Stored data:

————

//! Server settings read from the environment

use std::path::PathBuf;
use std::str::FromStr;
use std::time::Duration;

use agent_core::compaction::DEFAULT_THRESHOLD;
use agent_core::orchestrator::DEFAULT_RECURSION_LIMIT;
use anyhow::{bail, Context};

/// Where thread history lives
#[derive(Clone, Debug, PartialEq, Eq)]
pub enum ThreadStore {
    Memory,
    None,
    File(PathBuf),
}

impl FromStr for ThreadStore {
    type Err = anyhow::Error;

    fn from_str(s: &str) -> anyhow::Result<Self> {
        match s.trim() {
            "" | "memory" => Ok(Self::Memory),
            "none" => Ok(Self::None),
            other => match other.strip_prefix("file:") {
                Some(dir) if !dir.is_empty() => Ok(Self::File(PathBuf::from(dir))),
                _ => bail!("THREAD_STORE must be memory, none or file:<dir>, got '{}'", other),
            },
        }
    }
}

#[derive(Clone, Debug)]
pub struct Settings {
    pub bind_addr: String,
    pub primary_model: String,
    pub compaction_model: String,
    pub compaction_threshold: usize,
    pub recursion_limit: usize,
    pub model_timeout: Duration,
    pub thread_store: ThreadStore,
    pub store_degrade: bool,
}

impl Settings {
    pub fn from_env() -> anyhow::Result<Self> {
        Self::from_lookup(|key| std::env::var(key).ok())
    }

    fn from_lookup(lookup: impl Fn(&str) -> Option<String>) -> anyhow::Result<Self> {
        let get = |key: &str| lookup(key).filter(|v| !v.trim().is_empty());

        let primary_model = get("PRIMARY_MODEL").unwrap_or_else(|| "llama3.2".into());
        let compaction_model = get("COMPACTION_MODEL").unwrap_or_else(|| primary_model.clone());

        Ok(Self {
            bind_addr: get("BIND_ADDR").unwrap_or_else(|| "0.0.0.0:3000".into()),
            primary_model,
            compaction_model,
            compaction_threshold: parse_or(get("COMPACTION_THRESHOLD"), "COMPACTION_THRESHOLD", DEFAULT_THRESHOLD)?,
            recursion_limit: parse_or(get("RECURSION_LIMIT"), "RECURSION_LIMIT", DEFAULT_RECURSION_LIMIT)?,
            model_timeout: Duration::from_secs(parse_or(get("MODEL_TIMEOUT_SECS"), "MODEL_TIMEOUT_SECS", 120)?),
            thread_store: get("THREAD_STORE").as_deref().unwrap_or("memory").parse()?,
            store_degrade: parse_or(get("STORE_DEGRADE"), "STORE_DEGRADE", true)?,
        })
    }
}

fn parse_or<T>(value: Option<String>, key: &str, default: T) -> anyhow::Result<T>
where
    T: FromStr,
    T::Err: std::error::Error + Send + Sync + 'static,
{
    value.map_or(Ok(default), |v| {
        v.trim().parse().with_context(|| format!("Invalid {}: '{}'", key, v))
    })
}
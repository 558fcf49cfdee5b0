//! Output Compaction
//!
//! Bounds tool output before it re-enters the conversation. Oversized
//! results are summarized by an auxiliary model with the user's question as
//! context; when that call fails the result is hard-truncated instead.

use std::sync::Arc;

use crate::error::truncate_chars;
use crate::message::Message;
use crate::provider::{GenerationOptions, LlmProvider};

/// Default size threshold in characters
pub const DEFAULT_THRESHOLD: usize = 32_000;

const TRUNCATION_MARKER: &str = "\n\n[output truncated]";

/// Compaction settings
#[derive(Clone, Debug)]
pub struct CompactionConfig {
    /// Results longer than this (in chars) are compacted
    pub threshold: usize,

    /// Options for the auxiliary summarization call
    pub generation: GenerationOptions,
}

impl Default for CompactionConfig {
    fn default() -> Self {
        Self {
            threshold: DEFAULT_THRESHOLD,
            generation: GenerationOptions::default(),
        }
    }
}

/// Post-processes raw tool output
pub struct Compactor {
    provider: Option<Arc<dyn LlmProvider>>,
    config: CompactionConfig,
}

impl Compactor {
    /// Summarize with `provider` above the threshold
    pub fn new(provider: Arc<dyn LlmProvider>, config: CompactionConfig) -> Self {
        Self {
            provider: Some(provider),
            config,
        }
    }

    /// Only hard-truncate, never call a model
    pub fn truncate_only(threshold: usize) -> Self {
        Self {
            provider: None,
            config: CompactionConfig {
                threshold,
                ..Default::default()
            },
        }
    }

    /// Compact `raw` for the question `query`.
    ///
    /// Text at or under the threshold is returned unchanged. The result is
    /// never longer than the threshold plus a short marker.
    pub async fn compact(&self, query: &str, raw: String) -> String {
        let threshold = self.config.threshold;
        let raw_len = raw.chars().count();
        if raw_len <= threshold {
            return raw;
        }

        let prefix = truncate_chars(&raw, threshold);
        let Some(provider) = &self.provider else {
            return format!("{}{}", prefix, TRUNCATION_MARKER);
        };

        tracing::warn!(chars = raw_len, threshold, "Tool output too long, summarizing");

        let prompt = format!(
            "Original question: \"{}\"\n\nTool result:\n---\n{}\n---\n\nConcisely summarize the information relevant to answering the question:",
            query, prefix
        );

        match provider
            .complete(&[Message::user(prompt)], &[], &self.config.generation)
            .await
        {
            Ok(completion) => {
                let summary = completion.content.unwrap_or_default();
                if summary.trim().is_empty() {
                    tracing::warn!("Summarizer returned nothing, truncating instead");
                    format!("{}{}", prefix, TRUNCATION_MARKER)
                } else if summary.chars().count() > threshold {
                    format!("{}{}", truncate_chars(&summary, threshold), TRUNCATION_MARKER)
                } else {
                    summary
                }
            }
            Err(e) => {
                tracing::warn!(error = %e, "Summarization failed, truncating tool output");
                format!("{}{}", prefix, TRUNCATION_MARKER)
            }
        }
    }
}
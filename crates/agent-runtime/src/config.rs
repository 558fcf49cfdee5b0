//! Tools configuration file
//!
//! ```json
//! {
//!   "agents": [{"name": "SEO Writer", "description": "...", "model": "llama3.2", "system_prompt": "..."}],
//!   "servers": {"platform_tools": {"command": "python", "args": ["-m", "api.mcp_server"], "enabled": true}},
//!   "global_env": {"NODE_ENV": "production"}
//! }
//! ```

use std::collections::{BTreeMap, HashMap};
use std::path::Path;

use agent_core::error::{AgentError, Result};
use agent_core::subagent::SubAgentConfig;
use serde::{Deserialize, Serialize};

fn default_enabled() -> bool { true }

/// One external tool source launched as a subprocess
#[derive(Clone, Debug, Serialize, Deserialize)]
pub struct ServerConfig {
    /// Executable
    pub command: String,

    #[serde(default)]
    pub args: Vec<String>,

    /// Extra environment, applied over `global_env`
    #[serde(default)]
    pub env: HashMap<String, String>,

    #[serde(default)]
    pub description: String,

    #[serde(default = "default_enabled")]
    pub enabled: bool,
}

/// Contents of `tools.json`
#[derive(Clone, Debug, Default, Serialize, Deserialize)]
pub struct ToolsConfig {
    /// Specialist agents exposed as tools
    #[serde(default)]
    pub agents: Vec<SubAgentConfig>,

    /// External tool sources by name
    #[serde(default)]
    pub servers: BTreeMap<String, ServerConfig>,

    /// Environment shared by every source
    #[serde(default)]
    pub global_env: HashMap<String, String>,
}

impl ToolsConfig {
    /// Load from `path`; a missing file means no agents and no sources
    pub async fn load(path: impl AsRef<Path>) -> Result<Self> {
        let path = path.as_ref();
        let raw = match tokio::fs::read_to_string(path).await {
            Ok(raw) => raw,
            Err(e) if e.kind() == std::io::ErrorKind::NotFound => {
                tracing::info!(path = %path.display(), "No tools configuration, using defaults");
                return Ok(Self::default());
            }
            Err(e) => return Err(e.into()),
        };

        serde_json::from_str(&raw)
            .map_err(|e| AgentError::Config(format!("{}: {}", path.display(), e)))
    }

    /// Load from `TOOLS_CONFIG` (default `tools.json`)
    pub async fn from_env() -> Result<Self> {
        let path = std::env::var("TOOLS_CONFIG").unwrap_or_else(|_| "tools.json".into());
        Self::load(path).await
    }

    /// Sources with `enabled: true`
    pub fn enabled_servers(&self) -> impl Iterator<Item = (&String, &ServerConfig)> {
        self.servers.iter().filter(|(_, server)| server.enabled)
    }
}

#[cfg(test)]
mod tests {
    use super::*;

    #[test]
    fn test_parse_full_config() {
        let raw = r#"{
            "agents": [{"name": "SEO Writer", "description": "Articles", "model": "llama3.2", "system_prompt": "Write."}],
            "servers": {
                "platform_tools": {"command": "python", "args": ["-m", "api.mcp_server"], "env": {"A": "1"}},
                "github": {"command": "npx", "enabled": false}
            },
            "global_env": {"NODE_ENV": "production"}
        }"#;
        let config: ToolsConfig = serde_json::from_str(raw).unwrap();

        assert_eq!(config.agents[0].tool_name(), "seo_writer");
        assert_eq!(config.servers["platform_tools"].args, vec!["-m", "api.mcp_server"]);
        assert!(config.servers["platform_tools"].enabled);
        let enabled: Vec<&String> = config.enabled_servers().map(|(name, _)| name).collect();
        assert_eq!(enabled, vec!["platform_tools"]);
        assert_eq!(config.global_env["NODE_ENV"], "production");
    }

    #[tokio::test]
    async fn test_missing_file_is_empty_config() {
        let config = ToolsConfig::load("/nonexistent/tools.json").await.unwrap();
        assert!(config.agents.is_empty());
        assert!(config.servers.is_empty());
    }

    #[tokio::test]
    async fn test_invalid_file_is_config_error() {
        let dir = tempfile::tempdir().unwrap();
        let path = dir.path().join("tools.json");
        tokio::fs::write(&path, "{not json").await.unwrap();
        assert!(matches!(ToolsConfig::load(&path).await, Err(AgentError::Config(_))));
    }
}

————

* **Problem description**: Say how many of the lines above include the word "provider", giving the figure alone.

* **Response area**: 8